WORK ITEM ▸ Please repeat the listing exactly, starting at its first line and stopping after the line that contains "names a terminal".

-- -- --

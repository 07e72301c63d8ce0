use crate::error::GrammarError;
use compact_str::CompactString;
use std::fmt;

#[cfg(feature = "serialize")]
use serde::{Deserialize, Serialize};

/// Text of the end-of-input marker.
pub const END_MARKER: &str = "$";

/// Text of the empty-production marker.
pub const EPSILON: &str = "ε";

/// Returns `true` when `text` names a terminal under the naming convention:
/// anything whose first character is not an uppercase ASCII letter.
///
/// The empty string has no first character and is *not* a terminal.
#[must_use]
pub fn is_terminal_text(text: &str) -> bool {
    text.chars().next().is_some_and(|c| !c.is_ascii_uppercase())
}

/// A terminal symbol: matched literally against the input, never expanded.
#[derive(Debug, Clone, PartialEq, Eq, Hash, PartialOrd, Ord)]
#[cfg_attr(
    feature = "serialize",
    derive(Serialize, Deserialize),
    serde(into = "CompactString", try_from = "CompactString")
)]
pub struct Terminal(CompactString);

impl Terminal {
    /// Create a terminal from its text.
    ///
    /// # Errors
    ///
    /// Fails when the text is empty, is one of the reserved markers (`$`, `ε`),
    /// or starts with an uppercase ASCII letter.
    pub fn new(text: impl Into<CompactString>) -> Result<Self, GrammarError> {
        let text = text.into();
        if text.is_empty() {
            return Err(GrammarError::EmptySymbol);
        }
        if text == END_MARKER || text == EPSILON {
            return Err(GrammarError::ReservedSymbol(text));
        }
        if !is_terminal_text(&text) {
            return Err(GrammarError::NotATerminal(text));
        }
        Ok(Self(text))
    }

    /// The terminal text.
    #[must_use]
    pub fn as_str(&self) -> &str {
        &self.0
    }
}

impl fmt::Display for Terminal {
    fn fmt(&self, f: &mut fmt::Formatter<'_>) -> fmt::Result {
        f.write_str(&self.0)
    }
}

impl TryFrom<CompactString> for Terminal {
    type Error = GrammarError;

    fn try_from(text: CompactString) -> Result<Self, Self::Error> {
        Self::new(text)
    }
}

impl TryFrom<&str> for Terminal {
    type Error = GrammarError;

    fn try_from(text: &str) -> Result<Self, Self::Error> {
        Self::new(text)
    }
}

impl From<Terminal> for CompactString {
    fn from(terminal: Terminal) -> Self {
        terminal.0
    }
}

/// A nonterminal symbol: expanded through the parsing table.
#[derive(Debug, Clone, PartialEq, Eq, Hash, PartialOrd, Ord)]
#[cfg_attr(
    feature = "serialize",
    derive(Serialize, Deserialize),
    serde(into = "CompactString", try_from = "CompactString")
)]
pub struct NonTerminal(CompactString);

impl NonTerminal {
    /// Create a nonterminal from its text.
    ///
    /// # Errors
    ///
    /// Fails when the text is empty or does not start with an uppercase ASCII
    /// letter.
    pub fn new(text: impl Into<CompactString>) -> Result<Self, GrammarError> {
        let text = text.into();
        if text.is_empty() {
            return Err(GrammarError::EmptySymbol);
        }
        if is_terminal_text(&text) {
            return Err(GrammarError::NotANonTerminal(text));
        }
        Ok(Self(text))
    }

    /// The nonterminal text.
    #[must_use]
    pub fn as_str(&self) -> &str {
        &self.0
    }
}

impl fmt::Display for NonTerminal {
    fn fmt(&self, f: &mut fmt::Formatter<'_>) -> fmt::Result {
        f.write_str(&self.0)
    }
}

impl TryFrom<CompactString> for NonTerminal {
    type Error = GrammarError;

    fn try_from(text: CompactString) -> Result<Self, Self::Error> {
        Self::new(text)
    }
}

impl TryFrom<&str> for NonTerminal {
    type Error = GrammarError;

    fn try_from(text: &str) -> Result<Self, Self::Error> {
        Self::new(text)
    }
}

impl From<NonTerminal> for CompactString {
    fn from(nonterminal: NonTerminal) -> Self {
        nonterminal.0
    }
}

/// A grammar symbol, tagged once when it is created.
#[derive(Debug, Clone, PartialEq, Eq, Hash, PartialOrd, Ord)]
#[cfg_attr(
    feature = "serialize",
    derive(Serialize, Deserialize),
    serde(into = "CompactString", from = "CompactString")
)]
pub enum Symbol {
    Terminal(Terminal),
    NonTerminal(NonTerminal),
    /// `$`, bottom of the stack and end of the input.
    EndMarker,
    /// `ε`, only ever the sole symbol of an empty right-hand side.
    Epsilon,
}

impl Symbol {
    /// Classify symbol text with the naming convention.
    ///
    /// `$` and `ε` become the markers, text starting with an uppercase ASCII
    /// letter (and the empty string) becomes a nonterminal, everything else a
    /// terminal.
    #[must_use]
    pub fn classify(text: &str) -> Self {
        match text {
            END_MARKER => Self::EndMarker,
            EPSILON => Self::Epsilon,
            _ if is_terminal_text(text) => Self::Terminal(Terminal(text.into())),
            _ => Self::NonTerminal(NonTerminal(text.into())),
        }
    }

    /// The classification predicate: `true` for terminals and for both
    /// markers, whose text does not start with an uppercase letter.
    #[must_use]
    pub const fn is_terminal(&self) -> bool {
        !self.is_nonterminal()
    }

    /// Whether this is a nonterminal.
    #[must_use]
    pub const fn is_nonterminal(&self) -> bool {
        matches!(self, Self::NonTerminal(_))
    }

    /// Whether this is the end marker `$`.
    #[must_use]
    pub const fn is_end_marker(&self) -> bool {
        matches!(self, Self::EndMarker)
    }

    /// Whether this is the empty marker `ε`.
    #[must_use]
    pub const fn is_epsilon(&self) -> bool {
        matches!(self, Self::Epsilon)
    }

    /// The symbol text, markers included.
    #[must_use]
    pub fn as_str(&self) -> &str {
        match self {
            Self::Terminal(t) => t.as_str(),
            Self::NonTerminal(n) => n.as_str(),
            Self::EndMarker => END_MARKER,
            Self::Epsilon => EPSILON,
        }
    }

    /// The nonterminal this symbol names, if any.
    #[must_use]
    pub const fn as_nonterminal(&self) -> Option<&NonTerminal> {
        match self {
            Self::NonTerminal(n) => Some(n),
            _ => None,
        }
    }

    /// The lookahead this symbol can be compared against, if any.
    #[must_use]
    pub fn as_lookahead(&self) -> Option<Lookahead> {
        match self {
            Self::Terminal(t) => Some(Lookahead::Terminal(t.clone())),
            Self::EndMarker => Some(Lookahead::End),
            Self::NonTerminal(_) | Self::Epsilon => None,
        }
    }

    /// Whether this stack symbol is matched by the lookahead.
    #[must_use]
    pub fn matches(&self, lookahead: &Lookahead) -> bool {
        match (self, lookahead) {
            (Self::Terminal(t), Lookahead::Terminal(u)) => t == u,
            (Self::EndMarker, Lookahead::End) => true,
            _ => false,
        }
    }
}

impl fmt::Display for Symbol {
    fn fmt(&self, f: &mut fmt::Formatter<'_>) -> fmt::Result {
        f.write_str(self.as_str())
    }
}

impl From<&str> for Symbol {
    fn from(text: &str) -> Self {
        Self::classify(text)
    }
}

impl From<CompactString> for Symbol {
    fn from(text: CompactString) -> Self {
        Self::classify(&text)
    }
}

impl From<Symbol> for CompactString {
    fn from(symbol: Symbol) -> Self {
        match symbol {
            Symbol::Terminal(t) => t.0,
            Symbol::NonTerminal(n) => n.0,
            Symbol::EndMarker => CompactString::new(END_MARKER),
            Symbol::Epsilon => CompactString::new(EPSILON),
        }
    }
}

impl From<Terminal> for Symbol {
    fn from(terminal: Terminal) -> Self {
        Self::Terminal(terminal)
    }
}

impl From<NonTerminal> for Symbol {
    fn from(nonterminal: NonTerminal) -> Self {
        Self::NonTerminal(nonterminal)
    }
}

impl From<Lookahead> for Symbol {
    fn from(lookahead: Lookahead) -> Self {
        match lookahead {
            Lookahead::Terminal(t) => Self::Terminal(t),
            Lookahead::End => Self::EndMarker,
        }
    }
}

/// What the input pointer can see: a terminal, or the end marker.
#[derive(Debug, Clone, PartialEq, Eq, Hash, PartialOrd, Ord)]
#[cfg_attr(
    feature = "serialize",
    derive(Serialize, Deserialize),
    serde(into = "CompactString", try_from = "CompactString")
)]
pub enum Lookahead {
    Terminal(Terminal),
    End,
}

impl Lookahead {
    /// Parse table-column text: `$` or a terminal.
    ///
    /// # Errors
    ///
    /// Fails for `ε`, the empty string and nonterminal text.
    pub fn parse(text: &str) -> Result<Self, GrammarError> {
        if text == END_MARKER {
            Ok(Self::End)
        } else {
            Terminal::new(text).map(Self::Terminal)
        }
    }

    /// Whether this is the end of the input.
    #[must_use]
    pub const fn is_end(&self) -> bool {
        matches!(self, Self::End)
    }

    /// The terminal, unless this is the end.
    #[must_use]
    pub const fn as_terminal(&self) -> Option<&Terminal> {
        match self {
            Self::Terminal(t) => Some(t),
            Self::End => None,
        }
    }

    /// The lookahead text, `$` for the end.
    #[must_use]
    pub fn as_str(&self) -> &str {
        match self {
            Self::Terminal(t) => t.as_str(),
            Self::End => END_MARKER,
        }
    }
}

impl fmt::Display for Lookahead {
    fn fmt(&self, f: &mut fmt::Formatter<'_>) -> fmt::Result {
        f.write_str(self.as_str())
    }
}

impl From<Terminal> for Lookahead {
    fn from(terminal: Terminal) -> Self {
        Self::Terminal(terminal)
    }
}

impl TryFrom<CompactString> for Lookahead {
    type Error = GrammarError;

    fn try_from(text: CompactString) -> Result<Self, Self::Error> {
        Self::parse(&text)
    }
}

impl From<Lookahead> for CompactString {
    fn from(lookahead: Lookahead) -> Self {
        CompactString::from(Symbol::from(lookahead))
    }
}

-- -- --

OUTPUT FOR THIS TASK ▸
repository 07e72301c63d8ce0
use crate::error::GrammarError;
use compact_str::CompactString;
use std::fmt;

#[cfg(feature = "serialize")]
use serde::{Deserialize, Serialize};

/// Text of the end-of-input marker.
pub const END_MARKER: &str = "$";

/// Text of the empty-production marker.
pub const EPSILON: &str = "ε";

/// Returns `true` when `text` names a terminal under the naming convention:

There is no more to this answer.